Friday, December 21, 2007

IP Multicasting Coming?


Not being a "techie," I first became aware of "IP Multicasting" in 2000, when working with some folks developing a streaming media service. As somebody who spent some time in the cable TV business, it made a huge amount of sense. Basically, the idea is that for popular content, say a TV show that millions of people want to watch, one uses multicasting to launch a single stream that all those viewers can watch, rather than millions of discrete streams. Those of you who are network engineers will appreciate the elegance of the way this conserves bandwidth, in the same way that satellites deliver a single stream that millions of viewers can watch. That's the beauty of all multicasting: highly efficient sharing of downstream bandwidth.
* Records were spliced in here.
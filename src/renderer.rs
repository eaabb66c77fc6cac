use ratatui::Frame;
use ratatui::style::{Modifier, Style};
use ratatui::text::{Line, Span};
use ratatui::widgets::Paragraph;

use crate::config::{
    GLYPH_BODY, GLYPH_BORDER_HORIZONTAL, GLYPH_BORDER_VERTICAL, GLYPH_EMPTY, GLYPH_HEAD,
    GLYPH_POINT, Theme,
};
use crate::game::Snapshot;
use crate::snake::Position;
use crate::ui::hud::status_text;
use crate::ui::menu::render_game_over_menu;

/// What occupies one grid cell, in drawing precedence order.
#[derive(Debug, Clone, Copy, Eq, PartialEq)]
pub enum Cell {
    Head,
    Point,
    Body,
    BorderHorizontal,
    BorderVertical,
    Empty,
}

impl Cell {
    #[must_use]
    pub fn glyph(self) -> char {
        match self {
            Self::Head => GLYPH_HEAD,
            Self::Point => GLYPH_POINT,
            Self::Body => GLYPH_BODY,
            Self::BorderHorizontal => GLYPH_BORDER_HORIZONTAL,
            Self::BorderVertical => GLYPH_BORDER_VERTICAL,
            Self::Empty => GLYPH_EMPTY,
        }
    }

    fn style(self, theme: &Theme) -> Style {
        match self {
            Self::Head => Style::new().fg(theme.head).add_modifier(Modifier::BOLD),
            Self::Point => Style::new().fg(theme.point).add_modifier(Modifier::BOLD),
            Self::Body => Style::new().fg(theme.body),
            Self::BorderHorizontal | Self::BorderVertical => Style::new().fg(theme.border),
            Self::Empty => Style::new(),
        }
    }
}

/// Classifies the cell at `(column, row)`.
#[must_use]
pub fn cell_at(snapshot: &Snapshot, column: u16, row: u16) -> Cell {
    let here = Position {
        x: i32::from(column),
        y: i32::from(row),
    };

    if here == snapshot.cursor {
        Cell::Head
    } else if snapshot.point == Some(here) {
        Cell::Point
    } else if snapshot.body.contains(&here) {
        Cell::Body
    } else if row == 0 || row + 1 == snapshot.grid_height {
        Cell::BorderHorizontal
    } else if column == 0 || column + 1 == snapshot.grid_width {
        Cell::BorderVertical
    } else {
        Cell::Empty
    }
}

/// Renders the bordered grid and status panel as plain text, one string per row.
#[must_use]
pub fn text_grid(snapshot: &Snapshot) -> Vec<String> {
    (0..snapshot.grid_height)
        .map(|row| {
            let mut line: String = (0..snapshot.grid_width)
                .map(|column| cell_at(snapshot, column, row).glyph())
                .collect();
            if let Some(status) = status_text(snapshot, row) {
                line.push_str(&status);
            }
            line
        })
        .collect()
}

/// Renders the full game frame from a snapshot.
pub fn render(frame: &mut Frame<'_>, snapshot: &Snapshot, theme: &Theme) {
    let area = frame.area();

    let lines: Vec<Line<'_>> = (0..snapshot.grid_height)
        .map(|row| styled_row(snapshot, row, theme))
        .collect();
    frame.render_widget(Paragraph::new(lines), area);

    if !snapshot.alive {
        render_game_over_menu(frame, area, snapshot, theme);
    }
}

fn styled_row(snapshot: &Snapshot, row: u16, theme: &Theme) -> Line<'static> {
    let mut spans: Vec<Span<'static>> = (0..snapshot.grid_width)
        .map(|column| {
            let cell = cell_at(snapshot, column, row);
            Span::styled(cell.glyph().to_string(), cell.style(theme))
        })
        .collect();

    if let Some(status) = status_text(snapshot, row) {
        spans.push(Span::styled(status, Style::new().fg(theme.status)));
    }

    Line::from(spans)
}

#[cfg(test)]
mod tests {
    use crate::config::{DEFAULT_GRID, THEME_CLASSIC};
    use crate::game::{GameState, Snapshot};
    use crate::snake::{Body, Position};

    use ratatui::Terminal;
    use ratatui::backend::TestBackend;

    use super::{Cell, cell_at, render, text_grid};

    fn pos(x: i32, y: i32) -> Position {
        Position { x, y }
    }

    fn sample() -> Snapshot {
        let mut state = GameState::new_with_seed(DEFAULT_GRID, 1);
        state.point = Some(pos(5, 3));
        state.body = Body::from_segments(vec![pos(1, 2), pos(2, 2)]);
        state.cursor = crate::snake::Cursor::at(DEFAULT_GRID, pos(1, 3));
        state.score = 2;
        state.highscore = 2;
        state.snapshot()
    }

    #[test]
    fn cells_follow_precedence() {
        let snapshot = sample();

        assert_eq!(cell_at(&snapshot, 1, 3), Cell::Head);
        assert_eq!(cell_at(&snapshot, 5, 3), Cell::Point);
        assert_eq!(cell_at(&snapshot, 2, 2), Cell::Body);
        assert_eq!(cell_at(&snapshot, 0, 0), Cell::BorderHorizontal);
        assert_eq!(cell_at(&snapshot, 19, 9), Cell::BorderHorizontal);
        assert_eq!(cell_at(&snapshot, 0, 4), Cell::BorderVertical);
        assert_eq!(cell_at(&snapshot, 19, 4), Cell::BorderVertical);
        assert_eq!(cell_at(&snapshot, 10, 5), Cell::Empty);
    }

    #[test]
    fn text_grid_draws_border_glyphs_and_status() {
        let lines = text_grid(&sample());

        assert_eq!(lines.len(), 10);
        assert_eq!(lines[0], "-".repeat(20));
        assert_eq!(lines[9], "-".repeat(20));
        assert_eq!(lines[1], format!("|{}| Current score: 2", " ".repeat(18)));
        assert_eq!(lines[2], format!("|=={}| Highscore:     2", " ".repeat(16)));
        assert_eq!(
            lines[3],
            format!("|o   .{}|", " ".repeat(13))
        );
        assert!(lines[4].ends_with("| Cursor pos:    (1, 3)"));
        assert!(lines[5].ends_with("| Point pos:     (5, 3)"));
    }

    #[test]
    fn render_draws_grid_and_game_over_popup() {
        let mut snapshot = sample();
        let backend = TestBackend::new(60, 12);
        let mut terminal = Terminal::new(backend).expect("test terminal should build");

        terminal
            .draw(|frame| render(frame, &snapshot, &THEME_CLASSIC))
            .expect("draw should succeed");
        let buffer = terminal.backend().buffer().clone();
        assert_eq!(buffer[(1, 3)].symbol(), "o");
        assert_eq!(buffer[(5, 3)].symbol(), ".");

        snapshot.alive = false;
        terminal
            .draw(|frame| render(frame, &snapshot, &THEME_CLASSIC))
            .expect("draw should succeed");
        let buffer = terminal.backend().buffer().clone();
        let text: String = buffer.content().iter().map(|cell| cell.symbol()).collect();
        assert!(text.contains("game over"));
    }
}
use std::io;

use thiserror::Error;

/// Failures at the process boundary. The game core itself never fails.
#[derive(Debug, Error)]
pub enum AppError {
    #[error("terminal I/O failed: {0}")]
    Io(#[from] io::Error),
    #[error("failed to install logger: {0}")]
    Logger(#[from] log::SetLoggerError),
}
use log::warn;
use rand::Rng;

use crate::config::{GridSize, MAX_PLACEMENT_ATTEMPTS};
use crate::snake::{Body, Position};

/// Picks a random interior cell that is neither a body segment nor `excluded`.
///
/// Draws uniformly at random up to [`MAX_PLACEMENT_ATTEMPTS`] times, then falls
/// back to choosing among the remaining free cells. Returns `None` only when
/// every interior cell is taken.
#[must_use]
pub fn place<R: Rng + ?Sized>(
    rng: &mut R,
    grid: GridSize,
    body: &Body,
    excluded: Position,
) -> Option<Position> {
    if grid.interior_cells() == 0 {
        return None;
    }

    let is_free = |position: Position| position != excluded && !body.occupies(position);

    for _ in 0..MAX_PLACEMENT_ATTEMPTS {
        let candidate = random_interior(rng, grid);
        if is_free(candidate) {
            return Some(candidate);
        }
    }

    warn!("point placement exhausted {MAX_PLACEMENT_ATTEMPTS} random draws, scanning free cells");
    free_cells(grid, is_free).and_then(|cells| {
        let index = rng.gen_range(0..cells.len());
        cells.get(index).copied()
    })
}

fn random_interior<R: Rng + ?Sized>(rng: &mut R, grid: GridSize) -> Position {
    Position {
        x: rng.gen_range(GridSize::INTERIOR_MIN..=grid.interior_max_x()),
        y: rng.gen_range(GridSize::INTERIOR_MIN..=grid.interior_max_y()),
    }
}

fn free_cells(grid: GridSize, is_free: impl Fn(Position) -> bool) -> Option<Vec<Position>> {
    let mut cells = Vec::new();

    for y in GridSize::INTERIOR_MIN..=grid.interior_max_y() {
        for x in GridSize::INTERIOR_MIN..=grid.interior_max_x() {
            let position = Position { x, y };
            if is_free(position) {
                cells.push(position);
            }
        }
    }

    (!cells.is_empty()).then_some(cells)
}

#[cfg(test)]
mod tests {
    use rand::SeedableRng;
    use rand::rngs::StdRng;

    use crate::config::{DEFAULT_GRID, GridSize};
    use crate::snake::{Body, Position};

    use super::place;

    #[test]
    fn placement_never_overlaps_body_or_cursor() {
        let mut rng = StdRng::seed_from_u64(7);
        let body = Body::from_segments(vec![
            Position { x: 1, y: 1 },
            Position { x: 2, y: 1 },
            Position { x: 3, y: 1 },
        ]);
        let cursor = Position { x: 4, y: 1 };

        for _ in 0..500 {
            let point = place(&mut rng, DEFAULT_GRID, &body, cursor).expect("grid has free cells");
            assert!(!body.occupies(point));
            assert_ne!(point, cursor);
            assert!(point.is_interior(DEFAULT_GRID));
        }
    }

    #[test]
    fn placement_finds_the_last_free_cell() {
        let grid = GridSize {
            width: 5,
            height: 4,
        };
        // Interior is 3x2; leave only (3, 2) free.
        let body = Body::from_segments(vec![
            Position { x: 1, y: 1 },
            Position { x: 2, y: 1 },
            Position { x: 3, y: 1 },
            Position { x: 1, y: 2 },
        ]);
        let cursor = Position { x: 2, y: 2 };
        let mut rng = StdRng::seed_from_u64(11);

        for _ in 0..20 {
            assert_eq!(
                place(&mut rng, grid, &body, cursor),
                Some(Position { x: 3, y: 2 })
            );
        }
    }

    #[test]
    fn placement_on_full_grid_returns_none() {
        let grid = GridSize {
            width: 4,
            height: 3,
        };
        let body = Body::from_segments(vec![Position { x: 1, y: 1 }]);
        let cursor = Position { x: 2, y: 1 };
        let mut rng = StdRng::seed_from_u64(3);

        assert_eq!(place(&mut rng, grid, &body, cursor), None);
    }
}
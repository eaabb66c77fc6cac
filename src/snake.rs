use std::collections::VecDeque;

use serde::Serialize;

use crate::axis::Axis;
use crate::config::GridSize;
use crate::input::Direction;

/// Grid position in cell coordinates, border cells included.
#[derive(Debug, Clone, Copy, Eq, PartialEq, Hash, Serialize)]
pub struct Position {
    pub x: i32,
    pub y: i32,
}

impl Position {
    /// Returns true when the position lies strictly inside the border.
    #[must_use]
    pub fn is_interior(self, grid: GridSize) -> bool {
        (GridSize::INTERIOR_MIN..=grid.interior_max_x()).contains(&self.x)
            && (GridSize::INTERIOR_MIN..=grid.interior_max_y()).contains(&self.y)
    }
}

/// Head position tracked as one wraparound axis per dimension.
///
/// Moving off one interior edge lands on the opposite interior edge; the
/// border is never reached.
#[derive(Debug, Clone, Copy, Eq, PartialEq)]
pub struct Cursor {
    horizontal: Axis,
    vertical: Axis,
}

impl Cursor {
    /// Creates a cursor on the first interior cell, `(1, 1)`.
    #[must_use]
    pub fn new(grid: GridSize) -> Self {
        Self {
            horizontal: Axis::new(GridSize::INTERIOR_MIN, grid.interior_max_x()),
            vertical: Axis::new(GridSize::INTERIOR_MIN, grid.interior_max_y()),
        }
    }

    /// Creates a cursor at `position`, clamped into the interior.
    #[must_use]
    pub fn at(grid: GridSize, position: Position) -> Self {
        Self {
            horizontal: Axis::starting_at(
                GridSize::INTERIOR_MIN,
                grid.interior_max_x(),
                position.x,
            ),
            vertical: Axis::starting_at(
                GridSize::INTERIOR_MIN,
                grid.interior_max_y(),
                position.y,
            ),
        }
    }

    /// Moves one cell in `direction`.
    pub fn step(&mut self, direction: Direction) {
        match direction {
            Direction::Up => self.vertical.retreat(),
            Direction::Down => self.vertical.advance(),
            Direction::Right => self.horizontal.advance(),
            Direction::Left => self.horizontal.retreat(),
        };
    }

    #[must_use]
    pub fn position(&self) -> Position {
        Position {
            x: self.horizontal.current(),
            y: self.vertical.current(),
        }
    }
}

/// Trailing snake segments, newest (closest to the head) first.
///
/// The head itself is not part of the body; it is tracked by [`Cursor`].
#[derive(Debug, Clone, Default, Eq, PartialEq)]
pub struct Body {
    segments: VecDeque<Position>,
}

impl Body {
    #[must_use]
    pub fn new() -> Self {
        Self::default()
    }

    /// Creates a body from explicit segments (front is next to the head).
    #[must_use]
    pub fn from_segments(segments: Vec<Position>) -> Self {
        Self {
            segments: VecDeque::from(segments),
        }
    }

    /// Moves every segment one slot toward the tail, filling the front with
    /// `vacated_head`. Returns the dropped tail segment.
    ///
    /// An empty body is left untouched.
    pub fn shift(&mut self, vacated_head: Position) -> Option<Position> {
        if self.segments.is_empty() {
            return None;
        }

        let dropped = self.segments.pop_back();
        self.segments.push_front(vacated_head);
        dropped
    }

    /// Appends `position` as the new tail end.
    pub fn grow(&mut self, position: Position) {
        self.segments.push_back(position);
    }

    /// Returns true if any segment occupies `position`.
    #[must_use]
    pub fn occupies(&self, position: Position) -> bool {
        self.segments.contains(&position)
    }

    #[must_use]
    pub fn len(&self) -> usize {
        self.segments.len()
    }

    #[must_use]
    pub fn is_empty(&self) -> bool {
        self.segments.is_empty()
    }

    /// Iterates over segments from the head end to the tail end.
    pub fn segments(&self) -> impl Iterator<Item = &Position> {
        self.segments.iter()
    }
}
Carriers proved resistance to enabling multicasting, however, for all sorts of other reasons, not the least of which was the fear that control over available bandwidth would be lost. But technology journalist Mark Stephens (Robert X. Cringely) argues multicasting is the future of television. Well, at least the future for some sorts of television: the highly-viewed, synchronous sort.

Multicast was built into the structure of the Internet from the very beginning but was generally not turned on because network administrators view it as a resource hog (local storage and resources, not bandwidth, per se).
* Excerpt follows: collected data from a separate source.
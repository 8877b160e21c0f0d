//! The parcel record and its helpers.
//!
//! A parcel is a plain data holder; which partition it lives in is owned by
//! the store. The `status` field is private so the two can never disagree:
//! only store operations relocate a parcel, and they restamp the field as
//! they do it.

use chrono::{DateTime, Utc};
use serde::{Deserialize, Serialize};
use uuid::Uuid;

use super::status::Status;

/// Characters a tracking number is drawn from.
const TRACKING_ALPHABET: &[u8] = b"ABCDEFGHIJKLMNOPQRSTUVWXYZ0123456789";

/// Length of a generated tracking number.
const TRACKING_NUMBER_LEN: usize = 5;

/// Stable identity of a parcel, independent of its position in any partition.
#[derive(Debug, Clone, Copy, PartialEq, Eq, Hash, Serialize, Deserialize)]
#[serde(transparent)]
pub struct ParcelId(Uuid);

impl ParcelId {
    pub fn new() -> Self {
        ParcelId(Uuid::new_v4())
    }
}

impl Default for ParcelId {
    fn default() -> Self {
        Self::new()
    }
}

impl std::fmt::Display for ParcelId {
    fn fmt(&self, f: &mut std::fmt::Formatter<'_>) -> std::fmt::Result {
        self.0.fmt(f)
    }
}

/// A single shipment record.
#[derive(Debug, Clone, PartialEq, Serialize, Deserialize)]
#[serde(rename_all = "camelCase")]
pub struct Parcel {
    id: ParcelId,
    pub recipient_name: String,
    pub delivery_address: String,
    status: Status,
    /// 5-character code, `None` until one is assigned.
    pub tracking_number: Option<String>,
    pub notes: String,
    /// Stamped whenever the status changes.
    pub status_changed_date: DateTime<Utc>,
    /// `None` while the parcel is still `New`.
    pub delivery_date: Option<DateTime<Utc>>,
}

impl Parcel {
    /// A draft parcel: status `New`, empty fields, status-change date of now.
    pub fn new() -> Self {
        Parcel {
            id: ParcelId::new(),
            recipient_name: String::new(),
            delivery_address: String::new(),
            status: Status::New,
            tracking_number: None,
            notes: String::new(),
            status_changed_date: Utc::now(),
            delivery_date: None,
        }
    }

    pub fn id(&self) -> ParcelId {
        self.id
    }

    pub fn status(&self) -> Status {
        self.status
    }

    /// Only the store relocates parcels, so only the store restamps this.
    pub(crate) fn set_status(&mut self, status: Status) {
        self.status = status;
    }

    /// Whether the record has every field required to be saved at `status`.
    ///
    /// Recipient name and delivery address are always required; any status
    /// past `New` also needs a tracking number and a delivery date.
    pub fn is_complete_for(&self, status: Status) -> bool {
        let has_basics =
            !self.recipient_name.is_empty() && !self.delivery_address.is_empty();
        match status {
            Status::New => has_basics,
            _ => {
                has_basics
                    && self.tracking_number.as_deref().is_some_and(|t| !t.is_empty())
                    && self.delivery_date.is_some()
            }
        }
    }

    /// Produce a 5-character tracking number from `A-Z0-9`.
    ///
    /// Each character is drawn independently and uniformly; there is no
    /// collision checking across calls.
    pub fn generate_tracking_number() -> String {
        use rand::Rng;

        let mut rng = rand::rng();
        (0..TRACKING_NUMBER_LEN)
            .map(|_| TRACKING_ALPHABET[rng.random_range(0..TRACKING_ALPHABET.len())] as char)
            .collect()
    }

    /// Date format used on a parcel's detail view, e.g. `Oct 5, 2018 at 3:04 PM`.
    pub fn format_detail_date(date: DateTime<Utc>) -> String {
        date.format("%b %-d, %Y at %-I:%M %p").to_string()
    }

    /// Compact date format used in list rows, e.g. `10/5/18, 3:04 PM`.
    pub fn format_list_date(date: DateTime<Utc>) -> String {
        date.format("%-m/%-d/%y, %-I:%M %p").to_string()
    }
}

impl Default for Parcel {
    fn default() -> Self {
        Self::new()
    }
}

#[cfg(test)]
mod tests {
    use super::*;
    use chrono::TimeZone;

    #[test]
    fn test_new_parcel_defaults() {
        let parcel = Parcel::new();
        assert_eq!(parcel.status(), Status::New);
        assert!(parcel.recipient_name.is_empty());
        assert!(parcel.delivery_address.is_empty());
        assert!(parcel.tracking_number.is_none());
        assert!(parcel.notes.is_empty());
        assert!(parcel.delivery_date.is_none());
    }

    #[test]
    fn test_each_parcel_gets_its_own_id() {
        assert_ne!(Parcel::new().id(), Parcel::new().id());
    }

    #[test]
    fn test_generate_tracking_number_shape() {
        for _ in 0..200 {
            let number = Parcel::generate_tracking_number();
            assert_eq!(number.len(), 5);
            assert!(number
                .bytes()
                .all(|b| b.is_ascii_uppercase() || b.is_ascii_digit()));
        }
    }

    #[test]
    fn test_is_complete_for_new_needs_name_and_address() {
        let mut parcel = Parcel::new();
        assert!(!parcel.is_complete_for(Status::New));
        parcel.recipient_name = "John Snow".to_string();
        assert!(!parcel.is_complete_for(Status::New));
        parcel.delivery_address = "Castle Black".to_string();
        assert!(parcel.is_complete_for(Status::New));
    }

    #[test]
    fn test_is_complete_for_later_status_needs_tracking_and_delivery_date() {
        let mut parcel = Parcel::new();
        parcel.recipient_name = "Tyrion Lannister".to_string();
        parcel.delivery_address = "Casterly Rock".to_string();
        assert!(!parcel.is_complete_for(Status::Dispatched));

        parcel.tracking_number = Some("AGQH6".to_string());
        assert!(!parcel.is_complete_for(Status::Dispatched));

        parcel.delivery_date = Some(Utc::now());
        assert!(parcel.is_complete_for(Status::Dispatched));

        // an assigned-but-empty tracking number does not count
        parcel.tracking_number = Some(String::new());
        assert!(!parcel.is_complete_for(Status::Dispatched));
    }

    #[test]
    fn test_parcel_serializes_with_camel_case_keys() {
        let parcel = Parcel::new();
        let value = serde_json::to_value(&parcel).unwrap();
        let object = value.as_object().unwrap();
        for key in [
            "id",
            "recipientName",
            "deliveryAddress",
            "status",
            "trackingNumber",
            "notes",
            "statusChangedDate",
            "deliveryDate",
        ] {
            assert!(object.contains_key(key), "missing key {key}");
        }
        assert_eq!(object["status"], "new");
    }

    #[test]
    fn test_parcel_json_round_trip() {
        let mut parcel = Parcel::new();
        parcel.recipient_name = "Daenerys Targaryen".to_string();
        parcel.delivery_address = "Dragonstone".to_string();
        parcel.tracking_number = Some("F2J24".to_string());
        parcel.notes = "The Mother of Dragons".to_string();
        parcel.delivery_date = Some(Utc::now());

        let json = serde_json::to_string(&parcel).unwrap();
        let decoded: Parcel = serde_json::from_str(&json).unwrap();
        assert_eq!(decoded, parcel);
    }

    #[test]
    fn test_display_date_formats() {
        let date = Utc.with_ymd_and_hms(2018, 10, 5, 15, 4, 0).unwrap();
        assert_eq!(Parcel::format_detail_date(date), "Oct 5, 2018 at 3:04 PM");
        assert_eq!(Parcel::format_list_date(date), "10/5/18, 3:04 PM");
    }
}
Cisco long has been a huge supporter of multicast because it requires ever bigger and more powerful routers. That might be true, but multicasting still makes eminent sense as a way to distribute highly-popular video. Sure, there are other sorts of video that have to be unicast because demand is low. But multicasting is quite efficient of bandwidth for highly-popular streams.

Stephens uses a simple example. Say a user wants to see Seinfeld episode 60, and is entitled to do so. That event gets assigned a multicast address.
When the show is made available on a server anywhere on a part of the net that supports multicast, the user receives it. All the routers between here and there look for multicast subscriptions and enable them and the episode is is cached locally.

In order to lower their bandwidth bills, ISPs are trying to take greater control of the way we, their customers, use our "unlimited" bandwidth, says Stephens. But IP multicast offers another tool to do so, and is less bothersome.

Both Comcast and Verizon are rapidly rolling out IP multicast, Stephens notes. The reason is that IP multicast remains a highly-efficient to deliver popular programming, and means most of the linear cable channels. ESPN demands as part of its contracts that much of their programming on MPEG-2-equipped cable systems must delivered at 5 Mbps to 8 Mbps, compared to the 2 Mbps used for most other channels.

Contracts are similiar for premium cable services such as HBO or Showtime.

Internal audience studies at Comcast have shown that 90 percent of the customer base watches 10 percent of the available channels.The problem is that each of use might have a different seven favorites. Also, even if few people actually are watching, cable companies can't turn them off because programming contracts with the studios require carriage.

Multicast solves this problem because it allocates no bandwidth to channels that aren't being watched. It's an interesting business issue: the signals are "carried" but maybe not "broadcast" to consumers who aren't actually "tuned" to the channel.

IP Multicast is an alternative to P2P, in other words.